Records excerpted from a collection
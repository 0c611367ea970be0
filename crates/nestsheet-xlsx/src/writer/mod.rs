//! XLSX writer

use std::fs::File;
use std::io::{Seek, Write};
use std::path::Path;

use crate::error::{XlsxError, XlsxResult};
use nestsheet_core::{CellAddress, CellError, CellValue, Workbook};

/// Single default cell format; cells carry no `s` attribute
const STYLES_XML: &str = r#"<?xml version="1.0" encoding="UTF-8" standalone="yes"?>
<styleSheet xmlns="http://schemas.openxmlformats.org/spreadsheetml/2006/main">
    <fonts count="1"><font><sz val="11"/><name val="Calibri"/></font></fonts>
    <fills count="2"><fill><patternFill patternType="none"/></fill><fill><patternFill patternType="gray125"/></fill></fills>
    <borders count="1"><border><left/><right/><top/><bottom/><diagonal/></border></borders>
    <cellStyleXfs count="1"><xf numFmtId="0" fontId="0" fillId="0" borderId="0"/></cellStyleXfs>
    <cellXfs count="1"><xf numFmtId="0" fontId="0" fillId="0" borderId="0" xfId="0"/></cellXfs>
    <cellStyles count="1"><cellStyle name="Normal" xfId="0" builtinId="0"/></cellStyles>
</styleSheet>"#;

/// XLSX file writer
pub struct XlsxWriter;

impl XlsxWriter {
    /// Write a workbook to a file path
    pub fn write_file<P: AsRef<Path>>(workbook: &Workbook, path: P) -> XlsxResult<()> {
        let path = path.as_ref();
        tracing::debug!(path = %path.display(), sheets = workbook.sheet_count(), "writing xlsx");
        let file = File::create(path)?;
        Self::write(workbook, file)
    }

    /// Write a workbook to a writer
    pub fn write<W: Write + Seek>(workbook: &Workbook, writer: W) -> XlsxResult<()> {
        if workbook.is_empty() {
            return Err(XlsxError::InvalidFormat(
                "A workbook needs at least one worksheet".into(),
            ));
        }

        let mut zip = zip::ZipWriter::new(writer);

        Self::write_content_types(&mut zip, workbook)?;
        Self::write_root_rels(&mut zip)?;
        Self::write_workbook_xml(&mut zip, workbook)?;
        Self::write_workbook_rels(&mut zip, workbook)?;
        Self::write_styles_xml(&mut zip)?;

        for i in 0..workbook.sheet_count() {
            Self::write_worksheet(&mut zip, workbook, i)?;
        }

        zip.finish()?;
        Ok(())
    }

    fn write_content_types<W: Write + Seek>(
        zip: &mut zip::ZipWriter<W>,
        workbook: &Workbook,
    ) -> XlsxResult<()> {
        let options = zip::write::SimpleFileOptions::default();
        zip.start_file("[Content_Types].xml", options)?;

        let mut content = String::from(
            r#"<?xml version="1.0" encoding="UTF-8" standalone="yes"?>
<Types xmlns="http://schemas.openxmlformats.org/package/2006/content-types">
    <Default Extension="rels" ContentType="application/vnd.openxmlformats-package.relationships+xml"/>
    <Default Extension="xml" ContentType="application/xml"/>
    <Override PartName="/xl/workbook.xml" ContentType="application/vnd.openxmlformats-officedocument.spreadsheetml.sheet.main+xml"/>
    <Override PartName="/xl/styles.xml" ContentType="application/vnd.openxmlformats-officedocument.spreadsheetml.styles+xml"/>"#,
        );

        for i in 0..workbook.sheet_count() {
            content.push_str(&format!(
                r#"
    <Override PartName="/xl/worksheets/sheet{}.xml" ContentType="application/vnd.openxmlformats-officedocument.spreadsheetml.worksheet+xml"/>"#,
                i + 1
            ));
        }

        content.push_str("\n</Types>");

        zip.write_all(content.as_bytes())?;
        Ok(())
    }

    fn write_root_rels<W: Write + Seek>(zip: &mut zip::ZipWriter<W>) -> XlsxResult<()> {
        let options = zip::write::SimpleFileOptions::default();
        zip.start_file("_rels/.rels", options)?;

        let content = r#"<?xml version="1.0" encoding="UTF-8" standalone="yes"?>
<Relationships xmlns="http://schemas.openxmlformats.org/package/2006/relationships">
    <Relationship Id="rId1" Type="http://schemas.openxmlformats.org/officeDocument/2006/relationships/officeDocument" Target="xl/workbook.xml"/>
</Relationships>"#;

        zip.write_all(content.as_bytes())?;
        Ok(())
    }

    fn write_workbook_xml<W: Write + Seek>(
        zip: &mut zip::ZipWriter<W>,
        workbook: &Workbook,
    ) -> XlsxResult<()> {
        let options = zip::write::SimpleFileOptions::default();
        zip.start_file("xl/workbook.xml", options)?;

        let mut content = format!(
            r#"<?xml version="1.0" encoding="UTF-8" standalone="yes"?>
<workbook xmlns="http://schemas.openxmlformats.org/spreadsheetml/2006/main" xmlns:r="http://schemas.openxmlformats.org/officeDocument/2006/relationships">
    <bookViews>
        <workbookView activeTab="{}"/>
    </bookViews>
    <sheets>"#,
            workbook.active_sheet()
        );

        for (i, sheet) in workbook.worksheets().enumerate() {
            content.push_str(&format!(
                r#"
        <sheet name="{}" sheetId="{}" r:id="rId{}"/>"#,
                Self::escape_xml(sheet.name()),
                i + 1,
                i + 1
            ));
        }

        content.push_str(
            r#"
    </sheets>
</workbook>"#,
        );

        zip.write_all(content.as_bytes())?;
        Ok(())
    }

    fn write_workbook_rels<W: Write + Seek>(
        zip: &mut zip::ZipWriter<W>,
        workbook: &Workbook,
    ) -> XlsxResult<()> {
        let options = zip::write::SimpleFileOptions::default();
        zip.start_file("xl/_rels/workbook.xml.rels", options)?;

        let mut content = String::from(
            r#"<?xml version="1.0" encoding="UTF-8" standalone="yes"?>
<Relationships xmlns="http://schemas.openxmlformats.org/package/2006/relationships">"#,
        );

        for i in 0..workbook.sheet_count() {
            content.push_str(&format!(
                r#"
    <Relationship Id="rId{}" Type="http://schemas.openxmlformats.org/officeDocument/2006/relationships/worksheet" Target="worksheets/sheet{}.xml"/>"#,
                i + 1,
                i + 1
            ));
        }

        // Styles relationship
        let styles_rid = workbook.sheet_count() + 1;
        content.push_str(&format!(
            r#"
    <Relationship Id="rId{}" Type="http://schemas.openxmlformats.org/officeDocument/2006/relationships/styles" Target="styles.xml"/>"#,
            styles_rid
        ));

        content.push_str("\n</Relationships>");

        zip.write_all(content.as_bytes())?;
        Ok(())
    }

    fn write_styles_xml<W: Write + Seek>(zip: &mut zip::ZipWriter<W>) -> XlsxResult<()> {
        let options = zip::write::SimpleFileOptions::default();
        zip.start_file("xl/styles.xml", options)?;
        zip.write_all(STYLES_XML.as_bytes())?;
        Ok(())
    }

    fn write_worksheet<W: Write + Seek>(
        zip: &mut zip::ZipWriter<W>,
        workbook: &Workbook,
        index: usize,
    ) -> XlsxResult<()> {
        let options = zip::write::SimpleFileOptions::default();
        zip.start_file(format!("xl/worksheets/sheet{}.xml", index + 1), options)?;

        let sheet = workbook
            .worksheet(index)
            .ok_or_else(|| XlsxError::InvalidFormat("Sheet not found".into()))?;

        let mut content = String::from(
            r#"<?xml version="1.0" encoding="UTF-8" standalone="yes"?>
<worksheet xmlns="http://schemas.openxmlformats.org/spreadsheetml/2006/main">"#,
        );

        let dimension = sheet
            .dimension()
            .map(|range| range.to_a1_string())
            .unwrap_or_else(|| "A1".to_string());
        content.push_str(&format!("\n    <dimension ref=\"{}\"/>", dimension));
        content.push_str("\n    <sheetData>");

        // Every row up to the dimension is emitted, so blank trailing rows
        // survive readers that ignore <dimension>
        if let Some(max_row) = sheet.max_row() {
            for row in 0..=max_row {
                let mut cells = sheet.iter_row(row).peekable();
                if cells.peek().is_none() {
                    content.push_str(&format!("\n        <row r=\"{}\"/>", row + 1));
                    continue;
                }

                content.push_str(&format!("\n        <row r=\"{}\">", row + 1));
                for (col, value) in cells {
                    let cell_ref = CellAddress::new(row, col).to_a1_string();
                    Self::write_cell(&mut content, &cell_ref, value);
                }
                content.push_str("\n        </row>");
            }
        }

        content.push_str("\n    </sheetData>");

        // Write merged cells (if any)
        let merged_regions = sheet.merged_regions();
        if !merged_regions.is_empty() {
            content.push_str(&format!(
                "\n    <mergeCells count=\"{}\">",
                merged_regions.len()
            ));
            for range in merged_regions {
                content.push_str(&format!("\n        <mergeCell ref=\"{}\"/>", range));
            }
            content.push_str("\n    </mergeCells>");
        }

        content.push_str("\n</worksheet>");

        tracing::trace!(
            sheet = sheet.name(),
            dimension = %dimension,
            merges = merged_regions.len(),
            "wrote worksheet"
        );

        zip.write_all(content.as_bytes())?;
        Ok(())
    }

    fn write_cell(content: &mut String, cell_ref: &str, value: &CellValue) {
        match value {
            CellValue::Number(n) if n.is_finite() => {
                content.push_str(&format!(
                    "\n            <c r=\"{}\"><v>{}</v></c>",
                    cell_ref, n
                ));
            }
            CellValue::Number(_) => {
                // NaN and infinities have no XML number form
                Self::write_cell(content, cell_ref, &CellValue::Error(CellError::Num));
            }
            CellValue::String(s) => {
                let space = if s.starts_with(char::is_whitespace) || s.ends_with(char::is_whitespace)
                {
                    " xml:space=\"preserve\""
                } else {
                    ""
                };
                content.push_str(&format!(
                    "\n            <c r=\"{}\" t=\"inlineStr\"><is><t{}>{}</t></is></c>",
                    cell_ref,
                    space,
                    Self::escape_xml(&encode_excel_escapes(s))
                ));
            }
            CellValue::Boolean(b) => {
                content.push_str(&format!(
                    "\n            <c r=\"{}\" t=\"b\"><v>{}</v></c>",
                    cell_ref,
                    if *b { 1 } else { 0 }
                ));
            }
            CellValue::Error(e) => {
                content.push_str(&format!(
                    "\n            <c r=\"{}\" t=\"e\"><v>{}</v></c>",
                    cell_ref,
                    Self::escape_xml(e.as_str())
                ));
            }
            CellValue::Empty => {}
        }
    }

    fn escape_xml(s: &str) -> String {
        s.replace('&', "&amp;")
            .replace('<', "&lt;")
            .replace('>', "&gt;")
            .replace('"', "&quot;")
            .replace('\'', "&apos;")
    }
}

/// Characters XML 1.0 cannot carry, even as character references
fn is_xml_restricted(ch: char) -> bool {
    matches!(
        ch,
        '\u{0}'..='\u{8}' | '\u{B}' | '\u{C}' | '\u{E}'..='\u{1F}' | '\u{FFFE}' | '\u{FFFF}'
    )
}

/// Encode text for a `<t>` element using Excel's `_xHHHH_` escapes
///
/// Restricted control characters become `_xHHHH_`. The leading underscore of
/// literal `_xHHHH_` text is written as `_x005F_` so it reads back unchanged.
fn encode_excel_escapes(s: &str) -> String {
    let bytes = s.as_bytes();
    let mut result = String::with_capacity(s.len());

    for (i, ch) in s.char_indices() {
        let looks_escaped = ch == '_'
            && bytes.len() >= i + 7
            && bytes[i + 1] == b'x'
            && bytes[i + 2..i + 6].iter().all(u8::is_ascii_hexdigit)
            && bytes[i + 6] == b'_';
        if looks_escaped {
            result.push_str("_x005F_");
        } else if is_xml_restricted(ch) {
            result.push_str(&format!("_x{:04X}_", u32::from(ch)));
        } else {
            result.push(ch);
        }
    }

    result
}

#[cfg(test)]
mod tests {
    use super::*;
    use pretty_assertions::assert_eq;

    #[test]
    fn test_escape_xml() {
        assert_eq!(
            XlsxWriter::escape_xml(r#"<a href="x">&'"#),
            "&lt;a href=&quot;x&quot;&gt;&amp;&apos;"
        );
    }

    #[test]
    fn test_encode_excel_escapes() {
        assert_eq!(encode_excel_escapes("tags_1"), "tags_1");
        assert_eq!(encode_excel_escapes("a_x000d_b"), "a_x005F_x000d_b");
        assert_eq!(encode_excel_escapes("_x00"), "_x00");
        assert_eq!(encode_excel_escapes("ünï_x0041_"), "ünï_x005F_x0041_");
    }

    #[test]
    fn test_control_characters_are_escaped() {
        assert_eq!(encode_excel_escapes("a\u{7}b"), "a_x0007_b");
        assert_eq!(encode_excel_escapes("\u{0}\u{1F}"), "_x0000__x001F_");
        assert_eq!(encode_excel_escapes("tab\tline\nret\r"), "tab\tline\nret\r");
        assert_eq!(encode_excel_escapes("\u{FFFF}"), "_xFFFF_");
    }

    #[test]
    fn test_empty_workbook_rejected() {
        let mut buf = std::io::Cursor::new(Vec::new());
        let err = XlsxWriter::write(&Workbook::empty(), &mut buf).unwrap_err();
        assert!(matches!(err, XlsxError::InvalidFormat(_)));
    }
}
//! Worksheet type

use crate::cell::{CellAddress, CellRange, CellStorage, CellValue};
use crate::error::{Error, Result};
use crate::{MAX_COLS, MAX_ROWS};

/// A worksheet (single sheet in a workbook)
#[derive(Debug)]
pub struct Worksheet {
    /// Sheet name
    name: String,
    /// Cell storage
    cells: CellStorage,
}

impl Worksheet {
    /// Create a new worksheet with the given name
    pub fn new<S: Into<String>>(name: S) -> Self {
        Self {
            name: name.into(),
            cells: CellStorage::new(),
        }
    }

    /// Get the sheet name
    pub fn name(&self) -> &str {
        &self.name
    }

    // === Cell Access ===

    /// Borrow a cell value by indices, `None` for empty cells
    pub fn value_at(&self, row: u32, col: u16) -> Option<&CellValue> {
        self.cells.get(row, col)
    }

    /// Get cell value by indices
    pub fn get_value_at(&self, row: u32, col: u16) -> CellValue {
        self.cells.get(row, col).cloned().unwrap_or_default()
    }

    /// Get cell value by address string (e.g., "B2")
    pub fn get_value(&self, address: &str) -> Result<CellValue> {
        let addr = CellAddress::parse(address)?;
        Ok(self.get_value_at(addr.row, addr.col))
    }

    // === Cell Modification ===

    /// Set a cell value by address string
    pub fn set_cell_value<V: Into<CellValue>>(&mut self, address: &str, value: V) -> Result<()> {
        let addr = CellAddress::parse(address)?;
        self.set_cell_value_at(addr.row, addr.col, value)
    }

    /// Set a cell value by row and column indices
    ///
    /// Writing [`CellValue::Empty`] clears the cell but still extends the
    /// sheet's dimension.
    pub fn set_cell_value_at<V: Into<CellValue>>(
        &mut self,
        row: u32,
        col: u16,
        value: V,
    ) -> Result<()> {
        self.validate_cell_position(row, col)?;
        self.cells.set(row, col, value.into());
        Ok(())
    }

    /// Extend the sheet's dimension to include a position
    pub fn extend_dimension(&mut self, row: u32, col: u16) -> Result<()> {
        self.validate_cell_position(row, col)?;
        self.cells.touch(row, col);
        Ok(())
    }

    // === Bounds ===

    /// Get the used range (bounds of all non-empty cells)
    pub fn used_range(&self) -> Option<CellRange> {
        self.cells
            .used_bounds()
            .map(|(min_row, min_col, max_row, max_col)| {
                CellRange::from_indices(min_row, min_col, max_row, max_col)
            })
    }

    /// Range from A1 to the furthest written or merged cell
    pub fn dimension(&self) -> Option<CellRange> {
        self.cells
            .extent()
            .map(|(row, col)| CellRange::from_indices(0, 0, row, col))
    }

    /// Last row index (0-based) inside the dimension
    pub fn max_row(&self) -> Option<u32> {
        self.cells.extent().map(|(row, _)| row)
    }

    /// Last column index (0-based) inside the dimension
    pub fn max_column(&self) -> Option<u16> {
        self.cells.extent().map(|(_, col)| col)
    }

    // === Merged Cells ===

    /// Get merged regions
    pub fn merged_regions(&self) -> &[CellRange] {
        self.cells.merged_regions()
    }

    /// Merge cells
    ///
    /// Fails when the range overlaps an existing merged region.
    pub fn merge_cells(&mut self, range: &CellRange) -> Result<()> {
        self.validate_cell_position(range.end.row, range.end.col)?;
        if let Some(existing) = self
            .cells
            .merged_regions()
            .iter()
            .find(|existing| range.overlaps(existing))
        {
            return Err(Error::MergedCellConflict(format!(
                "{} (conflicts with {})",
                range, existing
            )));
        }
        self.cells.add_merged_region(*range);
        Ok(())
    }

    /// Check if a cell lies inside a merged region
    pub fn is_merged(&self, row: u32, col: u16) -> bool {
        self.cells.is_merged(row, col)
    }

    // === Iteration ===

    /// Get the number of non-empty cells
    pub fn cell_count(&self) -> usize {
        self.cells.cell_count()
    }

    /// Check if the worksheet holds no values
    pub fn is_empty(&self) -> bool {
        self.cells.is_empty()
    }

    /// Iterate over the non-empty cells of one row
    pub fn iter_row(&self, row: u32) -> impl Iterator<Item = (u16, &CellValue)> {
        self.cells.iter_row(row)
    }

    fn validate_cell_position(&self, row: u32, col: u16) -> Result<()> {
        if row >= MAX_ROWS {
            return Err(Error::RowOutOfBounds(row, MAX_ROWS - 1));
        }
        if col >= MAX_COLS {
            return Err(Error::ColumnOutOfBounds(col, MAX_COLS - 1));
        }
        Ok(())
    }
}
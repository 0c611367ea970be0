//! Workbook type - the document holding one or more worksheets

use crate::error::{Error, Result};
use crate::worksheet::Worksheet;
use crate::MAX_SHEET_NAME_LEN;

/// A workbook (spreadsheet document)
///
/// Conversions only ever look at the active sheet, but files with several
/// sheets load and save intact.
#[derive(Debug)]
pub struct Workbook {
    /// Worksheets in the workbook
    worksheets: Vec<Worksheet>,
    /// Active sheet index
    active_sheet: usize,
}

impl Workbook {
    /// Create a new workbook with one empty worksheet named "Sheet1"
    pub fn new() -> Self {
        Self {
            worksheets: vec![Worksheet::new("Sheet1")],
            active_sheet: 0,
        }
    }

    /// Create an empty workbook with no worksheets
    pub fn empty() -> Self {
        Self {
            worksheets: Vec::new(),
            active_sheet: 0,
        }
    }

    /// Get the number of worksheets
    pub fn sheet_count(&self) -> usize {
        self.worksheets.len()
    }

    /// Check if the workbook has no worksheets
    pub fn is_empty(&self) -> bool {
        self.worksheets.is_empty()
    }

    /// Get a worksheet by index
    pub fn worksheet(&self, index: usize) -> Option<&Worksheet> {
        self.worksheets.get(index)
    }

    /// Get a mutable worksheet by index
    pub fn worksheet_mut(&mut self, index: usize) -> Option<&mut Worksheet> {
        self.worksheets.get_mut(index)
    }

    /// Get a worksheet by name
    pub fn worksheet_by_name(&self, name: &str) -> Option<&Worksheet> {
        self.worksheets.iter().find(|ws| ws.name() == name)
    }

    /// Iterate over all worksheets
    pub fn worksheets(&self) -> impl Iterator<Item = &Worksheet> {
        self.worksheets.iter()
    }

    /// Add a new worksheet with specified name, returning its index
    pub fn add_worksheet_with_name(&mut self, name: &str) -> Result<usize> {
        self.validate_sheet_name(name)?;
        self.worksheets.push(Worksheet::new(name));
        Ok(self.worksheets.len() - 1)
    }

    /// Get the active sheet index
    pub fn active_sheet(&self) -> usize {
        self.active_sheet
    }

    /// Set the active sheet index
    pub fn set_active_sheet(&mut self, index: usize) -> Result<()> {
        if index >= self.worksheets.len() {
            return Err(Error::SheetOutOfBounds(index, self.worksheets.len()));
        }
        self.active_sheet = index;
        Ok(())
    }

    /// The sheet that opens in front, if the workbook has any sheets
    pub fn active_worksheet(&self) -> Option<&Worksheet> {
        self.worksheets.get(self.active_sheet)
    }

    /// Mutable access to the active sheet
    pub fn active_worksheet_mut(&mut self) -> Option<&mut Worksheet> {
        self.worksheets.get_mut(self.active_sheet)
    }

    fn validate_sheet_name(&self, name: &str) -> Result<()> {
        if name.is_empty() {
            return Err(Error::InvalidSheetName("Sheet name cannot be empty".into()));
        }
        if name.chars().count() > MAX_SHEET_NAME_LEN {
            return Err(Error::InvalidSheetName(format!(
                "Sheet name too long (max {} characters)",
                MAX_SHEET_NAME_LEN
            )));
        }

        const INVALID_CHARS: &[char] = &[':', '\\', '/', '?', '*', '[', ']'];
        if let Some(c) = name.chars().find(|c| INVALID_CHARS.contains(c)) {
            return Err(Error::InvalidSheetName(format!(
                "Sheet name cannot contain '{}'",
                c
            )));
        }

        // Sheet names are unique case-insensitively
        let lower = name.to_lowercase();
        if self
            .worksheets
            .iter()
            .any(|ws| ws.name().to_lowercase() == lower)
        {
            return Err(Error::DuplicateSheetName(name.into()));
        }

        Ok(())
    }
}

impl Default for Workbook {
    fn default() -> Self {
        Self::new()
    }
}

#[cfg(test)]
mod tests {
    use super::*;

    #[test]
    fn test_new_workbook() {
        let wb = Workbook::new();
        assert_eq!(wb.sheet_count(), 1);
        assert_eq!(wb.active_sheet(), 0);
        assert_eq!(wb.active_worksheet().unwrap().name(), "Sheet1");
        assert!(Workbook::empty().active_worksheet().is_none());
    }

    #[test]
    fn test_add_and_activate() {
        let mut wb = Workbook::new();

        let idx = wb.add_worksheet_with_name("Data").unwrap();
        assert_eq!(idx, 1);
        wb.set_active_sheet(idx).unwrap();
        assert_eq!(wb.active_worksheet().unwrap().name(), "Data");
        assert!(wb.worksheet_by_name("Data").is_some());

        assert!(matches!(
            wb.set_active_sheet(7),
            Err(Error::SheetOutOfBounds(7, 2))
        ));
    }

    #[test]
    fn test_invalid_sheet_names() {
        let mut wb = Workbook::new();

        assert!(wb.add_worksheet_with_name("").is_err());
        assert!(wb.add_worksheet_with_name("a/b").is_err());
        assert!(wb.add_worksheet_with_name("[x]").is_err());
        assert!(wb.add_worksheet_with_name("SHEET1").is_err());
        assert!(wb
            .add_worksheet_with_name(&"A".repeat(MAX_SHEET_NAME_LEN + 1))
            .is_err());
    }
}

◆ Directions ◆
The answer must consist of every line from the data that contains the word "borderId".

◆ Answer to the problem ◆
    <cellStyleXfs count="1"><xf numFmtId="0" fontId="0" fillId="0" borderId="0"/></cellStyleXfs>
    <cellXfs count="1"><xf numFmtId="0" fontId="0" fillId="0" borderId="0" xfId="0"/></cellXfs>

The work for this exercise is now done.